Wednesday, October 21, 2020

Lesson 3.1.2: Comparing Functions (Days 46-48)

In the eighth grade classes, I continued with the lesson on comparing functions. This is an introduction to the idea of slope as the rate of change, including finding slope using the rise and run on a graph.

There's no sugarcoating this one -- this lesson is a struggle. It takes the entire block period today to get through the lesson in first period. Fortunately, since students stay in first period for today, I have them attempt Quiz 3.1.5 today. Most of the students who try it need two or three attempts just to pass it by getting three out of five correct. Indeed, three students proceed to Lesson 3.2.1 on slope-intercept form even though I tell them not to (once they start it, they must finish it). Of those three, two of them get perfect scores on Quiz 3.2.5 while the other at least matched his Quiz 3.1.5 score (and this is without getting the actual lesson).

I suspect that this is because today's lesson involves graphs, which are always tricky. Of course, graphs are also related to slope-intercept form, but this is more about plugging in values to the equation y = mx + b, whereas today's rise and run questions involving inspecting the graph directly.

Recall that on Monday, the eighth grade teacher leader suggested an Edpuzzle activity and a graphing worksheet that might help the students out. I'm still trying to figure out how to assign these, so I didn't do so for first period -- but after seeing the students struggle, I might make more of an effort to set up these assignments to help fourth period practice the graphs.

On one hand, I'm hoping to get through Lesson 3.1.x today and Lesson 3.2.x on Monday, thus setting up the rest of the week for another lesson suggested by my colleagues. I don't want to give it away in today's post, but it has something to do with Halloween (and graphing lines in slope-intercept form). Of course, what matters the most is making sure the students are learning. Rushing through a difficult lesson just to get to an assignment in time for Halloween is not teaching.

Then again, I might not have time to set up Edpuzzle anyway, because I'm swamped with grades. The grades have been finalized in Canvas -- well, most of them have. For some strange reason, the letter grades for my second period Math 7 class are all missing. And so I must enter them manually -- this is no biggie, since I must enter work habits and citizenship grades anyway. (By the way, I maintain my tradition today of showing the students my own grades from back when I was a young middle school student.)

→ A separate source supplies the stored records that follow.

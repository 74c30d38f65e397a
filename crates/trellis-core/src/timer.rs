//! One-shot timers.
//!
//! Widgets schedule deferred work through the [`TimerHost`] capability they
//! were given, never through a global. [`TimerQueue`] is the bundled host: a
//! platform loop calls [`TimerQueue::poll`] once per frame, tests drive it with
//! [`TimerQueue::advance`].

use std::cell::RefCell;
use std::rc::Rc;

use slotmap::{SlotMap, new_key_type};
use web_time::{Duration, Instant};

new_key_type! {
    pub struct TimerId;
}

pub trait TimerHost {
    /// Arms a one-shot timer. `f` runs once, no earlier than `delay` from now.
    fn set_timeout(&self, delay: Duration, f: Box<dyn FnOnce()>) -> TimerId;

    /// Disarms a timer. Clearing a fired or unknown id is a no-op.
    fn clear_timeout(&self, id: TimerId);
}

struct Pending {
    deadline: Duration,
    seq: u64,
    callback: Box<dyn FnOnce()>,
}

struct QueueInner {
    now: Duration,
    next_seq: u64,
    pending: SlotMap<TimerId, Pending>,
}

/// Timer queue running on its own timeline: `now` only moves when the owner
/// advances it, so firing order is deterministic.
pub struct TimerQueue {
    inner: RefCell<QueueInner>,
    origin: Instant,
}

impl TimerQueue {
    pub fn new() -> Rc<Self> {
        Rc::new(Self {
            inner: RefCell::new(QueueInner {
                now: Duration::ZERO,
                next_seq: 0,
                pending: SlotMap::with_key(),
            }),
            origin: Instant::now(),
        })
    }

    /// Time elapsed on the queue's timeline.
    pub fn now(&self) -> Duration {
        self.inner.borrow().now
    }

    pub fn pending(&self) -> usize {
        self.inner.borrow().pending.len()
    }

    /// Moves the timeline forward by `by`, firing every timer that comes due,
    /// including timers armed by callbacks during the advance. Returns the
    /// number of callbacks run.
    pub fn advance(&self, by: Duration) -> usize {
        let target = self.now() + by;
        self.run_until(target)
    }

    /// Catches the timeline up with the wall clock.
    pub fn poll(&self) -> usize {
        let target = self.origin.elapsed();
        if target <= self.now() {
            return 0;
        }
        self.run_until(target)
    }

    fn run_until(&self, target: Duration) -> usize {
        let mut fired = 0;
        loop {
            let due = {
                let mut inner = self.inner.borrow_mut();
                let next = inner
                    .pending
                    .iter()
                    .filter(|(_, p)| p.deadline <= target)
                    .min_by_key(|(_, p)| (p.deadline, p.seq))
                    .map(|(id, _)| id);
                match next.and_then(|id| inner.pending.remove(id)) {
                    Some(p) => {
                        inner.now = inner.now.max(p.deadline);
                        Some(p.callback)
                    }
                    None => {
                        inner.now = inner.now.max(target);
                        None
                    }
                }
            };
            match due {
                Some(callback) => {
                    callback();
                    fired += 1;
                }
                None => break,
            }
        }
        fired
    }
}

impl TimerHost for TimerQueue {
    fn set_timeout(&self, delay: Duration, f: Box<dyn FnOnce()>) -> TimerId {
        let mut inner = self.inner.borrow_mut();
        let seq = inner.next_seq;
        inner.next_seq += 1;
        let deadline = inner.now + delay;
        inner.pending.insert(Pending {
            deadline,
            seq,
            callback: f,
        })
    }

    fn clear_timeout(&self, id: TimerId) {
        self.inner.borrow_mut().pending.remove(id);
    }
}
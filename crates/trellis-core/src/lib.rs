//! # Signals, Scopes, and the Surface
//!
//! Trellis widgets are plain state machines. They never own an element tree or
//! a clock; instead they are handed a few small capabilities from this crate:
//!
//! - `Signal<T>` and `Observers<A>`: observable values and explicit observer
//!   lists.
//! - `Scope` / `Dispose`: ownership of cleanups for one mounted lifetime.
//! - `Surface`: measured element geometry, the viewport, and window events.
//! - `TimerHost`: one-shot timers.
//!
//! ## Signals
//!
//! ```rust
//! use trellis_core::*;
//!
//! let count = signal(0);
//! count.set(1);
//! count.update(|v| *v += 1);
//! assert_eq!(count.get(), 2);
//! ```
//!
//! Subscribing hands back a `SubId`. There is no implicit dependency tracking:
//! whoever subscribes must unsubscribe with the same id.
//!
//! ## Scopes and cleanup
//!
//! ```rust
//! use trellis_core::*;
//!
//! let surface = Surface::new(Size::new(800.0, 600.0));
//! let scope = Scope::new();
//! scope.run(|| {
//!     effect(|| surface.events().listen(EventMask::RESIZE, |_| log::info!("resized")))
//! });
//! assert_eq!(surface.events().listener_count(), 1);
//! scope.dispose();
//! assert_eq!(surface.events().listener_count(), 0);
//! ```
//!
//! A widget typically keeps one scope per lifecycle phase ("dropdown open",
//! "resize in progress") and disposes it when the phase ends, which removes
//! every listener installed for that phase.
//!
//! ## Timers
//!
//! ```rust
//! use std::cell::Cell;
//! use std::rc::Rc;
//! use trellis_core::*;
//! use web_time::Duration;
//!
//! let timers = TimerQueue::new();
//! let fired = Rc::new(Cell::new(false));
//! let f = fired.clone();
//! timers.set_timeout(Duration::from_millis(250), Box::new(move || f.set(true)));
//!
//! timers.advance(Duration::from_millis(249));
//! assert!(!fired.get());
//! timers.advance(Duration::from_millis(1));
//! assert!(fired.get());
//! ```

pub mod config;
pub mod effects;
pub mod error;
pub mod events;
pub mod geometry;
pub mod input;
pub mod scope;
pub mod signal;
pub mod surface;
pub mod tests;
pub mod timer;

pub use config::*;
pub use effects::*;
pub use error::*;
pub use events::*;
pub use geometry::*;
pub use input::*;
pub use scope::*;
pub use signal::*;
pub use surface::*;
pub use timer::*;
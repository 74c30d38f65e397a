use std::cell::RefCell;
use std::rc::Rc;

use slotmap::{SlotMap, new_key_type};

new_key_type! {
    pub struct SubId;
}

/// Explicit observer list. Registration hands out a `SubId`; the same id must
/// be passed back to `unsubscribe` when the observer goes away.
pub struct Observers<A: ?Sized> {
    subs: RefCell<SlotMap<SubId, Rc<dyn Fn(&A)>>>,
}

impl<A: ?Sized> Default for Observers<A> {
    fn default() -> Self {
        Self::new()
    }
}

impl<A: ?Sized> Observers<A> {
    pub fn new() -> Self {
        Self {
            subs: RefCell::new(SlotMap::with_key()),
        }
    }

    pub fn subscribe(&self, f: impl Fn(&A) + 'static) -> SubId {
        self.subs.borrow_mut().insert(Rc::new(f))
    }

    /// Returns false if `id` was not (or no longer) registered.
    pub fn unsubscribe(&self, id: SubId) -> bool {
        self.subs.borrow_mut().remove(id).is_some()
    }

    /// Calls every observer registered at the time of the call. Observers may
    /// subscribe or unsubscribe from inside the callback.
    pub fn notify(&self, value: &A) {
        let snapshot: Vec<Rc<dyn Fn(&A)>> = self.subs.borrow().values().cloned().collect();
        for f in snapshot {
            f(value);
        }
    }

    pub fn len(&self) -> usize {
        self.subs.borrow().len()
    }

    pub fn is_empty(&self) -> bool {
        self.subs.borrow().is_empty()
    }
}

pub struct Signal<T: 'static>(Rc<Inner<T>>);

impl<T> Clone for Signal<T> {
    fn clone(&self) -> Self {
        Self(self.0.clone())
    }
}

struct Inner<T: 'static> {
    value: RefCell<T>,
    subs: Observers<T>,
}

impl<T> Signal<T> {
    pub fn new(value: T) -> Self {
        Self(Rc::new(Inner {
            value: RefCell::new(value),
            subs: Observers::new(),
        }))
    }
    pub fn get(&self) -> T
    where
        T: Clone,
    {
        self.0.value.borrow().clone()
    }
    pub fn with<R>(&self, f: impl FnOnce(&T) -> R) -> R {
        f(&self.0.value.borrow())
    }
    pub fn set(&self, v: T) {
        *self.0.value.borrow_mut() = v;
        self.0.subs.notify(&self.0.value.borrow());
    }
    pub fn update<F: FnOnce(&mut T)>(&self, f: F) {
        f(&mut self.0.value.borrow_mut());
        self.0.subs.notify(&self.0.value.borrow());
    }
    pub fn subscribe(&self, f: impl Fn(&T) + 'static) -> SubId {
        self.0.subs.subscribe(f)
    }
    pub fn unsubscribe(&self, id: SubId) -> bool {
        self.0.subs.unsubscribe(id)
    }
}

pub fn signal<T>(t: T) -> Signal<T> {
    Signal::new(t)
}
//! Breadcrumb trail. The first segment is the root button, later segments are
//! arrow-shaped path buttons.

use std::rc::Rc;

/// Render description of one breadcrumb.
#[derive(Clone, Debug, PartialEq, Eq)]
pub struct PathSegment {
    pub index: usize,
    pub label: String,
    pub root: bool,
    /// Last non-root segment.
    pub last: bool,
    /// Segments after the first path button carry a left arrow.
    pub left_arrow: bool,
}

pub struct NavigationPath {
    path: Vec<String>,
    on_click: Option<Rc<dyn Fn(usize)>>,
}

impl Default for NavigationPath {
    fn default() -> Self {
        Self::new(vec!["Root".to_string()])
    }
}

impl NavigationPath {
    pub fn new(path: Vec<String>) -> Self {
        Self {
            path,
            on_click: None,
        }
    }

    pub fn on_click(mut self, f: impl Fn(usize) + 'static) -> Self {
        self.on_click = Some(Rc::new(f));
        self
    }

    pub fn set_path(&mut self, path: Vec<String>) {
        self.path = path;
    }

    pub fn segments(&self) -> Vec<PathSegment> {
        let len = self.path.len();
        self.path
            .iter()
            .enumerate()
            .map(|(i, label)| PathSegment {
                index: i,
                label: label.clone(),
                root: i == 0,
                last: i > 0 && i == len - 1,
                left_arrow: i > 1,
            })
            .collect()
    }

    pub fn click(&self, index: usize) {
        if index >= self.path.len() {
            log::warn!("navigation path: no segment {index}");
            return;
        }
        if let Some(cb) = &self.on_click {
            cb(index);
        }
    }
}
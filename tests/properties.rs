//! Property tests for the merge step, the page selection set and
//! selection reset on document activation.

use pdfscan_workflow::{
    merge, DocumentId, ExtractedData, FileSummary, PageDetail, PageId, PageSelection,
    PageSelectionSet, PaginationCursor, PdfDetail, ScanResponse, ScanResult, WorkflowController,
    WorkflowError, WorkflowState,
};
use proptest::collection::{btree_map, btree_set, vec};
use proptest::option;
use proptest::prelude::*;
use std::collections::BTreeMap;

fn detail(page_ids: &[u64]) -> PdfDetail {
    PdfDetail {
        id: DocumentId(7),
        name: "doc.pdf".into(),
        pages: page_ids
            .iter()
            .enumerate()
            .map(|(i, &id)| PageDetail {
                id: PageId(id),
                page_number: i + 1,
                thumbnail_ref: None,
                high_res_ref: None,
                scanned: false,
                extracted_data: None,
            })
            .collect(),
    }
}

/// Pages keyed by id, each carrying a prior `scanned` flag and extracted content.
fn detail_with_history(pages: &BTreeMap<u64, (bool, Option<String>)>) -> PdfDetail {
    PdfDetail {
        id: DocumentId(7),
        name: "doc.pdf".into(),
        pages: pages
            .iter()
            .enumerate()
            .map(|(i, (&id, (scanned, content)))| PageDetail {
                id: PageId(id),
                page_number: i + 1,
                thumbnail_ref: None,
                high_res_ref: None,
                scanned: *scanned,
                extracted_data: content.as_ref().map(|c| ExtractedData {
                    content: c.clone(),
                    ..Default::default()
                }),
            })
            .collect(),
    }
}

fn numbered(id: u64, pages: usize, first_page: u64) -> PdfDetail {
    let ids: Vec<u64> = (0..pages as u64).map(|i| first_page + i).collect();
    PdfDetail {
        id: DocumentId(id),
        name: format!("{id}.pdf"),
        ..detail(&ids)
    }
}

fn listed_controller() -> WorkflowController {
    let mut c = WorkflowController::default();
    let items = (1..=2)
        .map(|id| FileSummary {
            id: DocumentId(id),
            name: format!("{id}.pdf"),
            page_count: 40,
            scanned: false,
        })
        .collect();
    let req = c.begin_load().unwrap();
    c.finish_load(req, Ok(PaginationCursor::from_items(items)))
        .unwrap();
    c
}

fn activate(c: &mut WorkflowController, doc: PdfDetail) {
    let req = c.begin_select(doc.id).unwrap();
    c.finish_select(req, Ok(doc)).unwrap();
}

fn page_selection() -> impl Strategy<Value = PageSelection> {
    prop_oneof![
        Just(PageSelection::All),
        (1usize..=40, 1usize..=40).prop_map(|(a, b)| PageSelection::Range(a.min(b), a.max(b))),
        vec(1usize..=40, 0..40).prop_map(PageSelection::Set),
    ]
}

fn response(result_ids: &[u64]) -> ScanResponse {
    ScanResponse {
        status: "Processing complete".into(),
        results: result_ids
            .iter()
            .map(|&id| ScanResult {
                page_id: PageId(id),
                extracted_data: ExtractedData {
                    content: format!("page {id}"),
                    ..Default::default()
                },
                cost: 0.0,
                processing_time_ms: 0,
                scanned: true,
            })
            .collect(),
    }
}

proptest! {
    #[test]
    fn merge_preserves_length_and_order(
        pages in btree_set(0u64..200, 0..30),
        results in vec(0u64..400, 0..30),
    ) {
        let pages: Vec<u64> = pages.into_iter().collect();
        let before = detail(&pages);
        let after = merge(&before, &response(&results));

        prop_assert_eq!(after.id, before.id);
        let ids: Vec<PageId> = after.pages.iter().map(|p| p.id).collect();
        let expected: Vec<PageId> = before.pages.iter().map(|p| p.id).collect();
        prop_assert_eq!(ids, expected);
    }

    #[test]
    fn merge_touches_only_pages_with_results(
        pages in btree_set(0u64..200, 0..30),
        results in vec(0u64..400, 0..30),
    ) {
        let pages: Vec<u64> = pages.into_iter().collect();
        let before = detail(&pages);
        let after = merge(&before, &response(&results));

        for (old, new) in before.pages.iter().zip(&after.pages) {
            if results.contains(&old.id.0) {
                prop_assert!(new.scanned);
                prop_assert_eq!(
                    new.extracted_data.as_ref().map(|d| d.content.clone()),
                    Some(format!("page {}", old.id))
                );
            } else {
                prop_assert_eq!(new, old);
            }
        }
    }

    #[test]
    fn merge_leaves_prior_results_alone_without_a_match(
        pages in btree_map(0u64..200, (any::<bool>(), option::of("[a-z ]{0,8}")), 0..30),
        results in vec(0u64..400, 0..30),
    ) {
        let before = detail_with_history(&pages);
        let after = merge(&before, &response(&results));

        prop_assert_eq!(after.pages.len(), before.pages.len());
        for (old, new) in before.pages.iter().zip(&after.pages) {
            if results.contains(&old.id.0) {
                prop_assert!(new.scanned);
                prop_assert_eq!(
                    new.extracted_data.as_ref().map(|d| d.content.clone()),
                    Some(format!("page {}", old.id))
                );
            } else {
                prop_assert_eq!(new, old);
            }
        }
    }

    #[test]
    fn activating_a_document_clears_any_selection(
        first_pages in 1usize..=40,
        second_pages in 1usize..=40,
        pages in page_selection(),
        same_document in any::<bool>(),
    ) {
        let mut c = listed_controller();
        activate(&mut c, numbered(1, first_pages, 1000));
        let selected = c.select_pages(&pages).unwrap();
        prop_assert_eq!(selected, pages.to_indices(first_pages).len());

        let next = if same_document {
            numbered(1, second_pages, 3000)
        } else {
            numbered(2, second_pages, 2000)
        };
        activate(&mut c, next);

        prop_assert_eq!(c.state(), WorkflowState::Viewing);
        prop_assert!(c.selection().is_empty());
        let stale = c.toggle_page(PageId(1000));
        prop_assert!(matches!(stale, Err(WorkflowError::UnknownPage { .. })), "got {:?}", stale);
    }

    #[test]
    fn merge_is_idempotent(
        pages in btree_set(0u64..200, 0..30),
        results in vec(0u64..400, 0..30),
    ) {
        let pages: Vec<u64> = pages.into_iter().collect();
        let response = response(&results);
        let once = merge(&detail(&pages), &response);
        let twice = merge(&once, &response);
        prop_assert_eq!(once, twice);
    }

    #[test]
    fn double_toggle_restores_selection(
        initial in btree_set(0u64..50, 0..20),
        page in 0u64..50,
    ) {
        let mut set = PageSelectionSet::new();
        set.replace_with(initial.iter().map(|&id| PageId(id)));
        let before = set.clone();

        let selected = set.toggle(PageId(page));
        prop_assert_eq!(selected, !initial.contains(&page));
        set.toggle(PageId(page));
        prop_assert_eq!(set, before);
    }
}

I must also manually enter D- grades for students who have F's but never got any "in danger of failing" notice at the first quaver progress report. Most of these students are in fifth period Math Skills -- they likely tried to take advantage of my lack of access to STMath/Dreambox and thought that they could avoid logging in 60 minutes. The other student with a D-/F grade is a fourth period Math 8 students. But I notice that what's holding his grade down is -- the early August opening assignments.

I'll keep this post brief since I have lots of grades to fill in. As I move from the blogging part of my week to the tweeting part, expect a tweet about the next chapter of Eugenia Cheng very soon.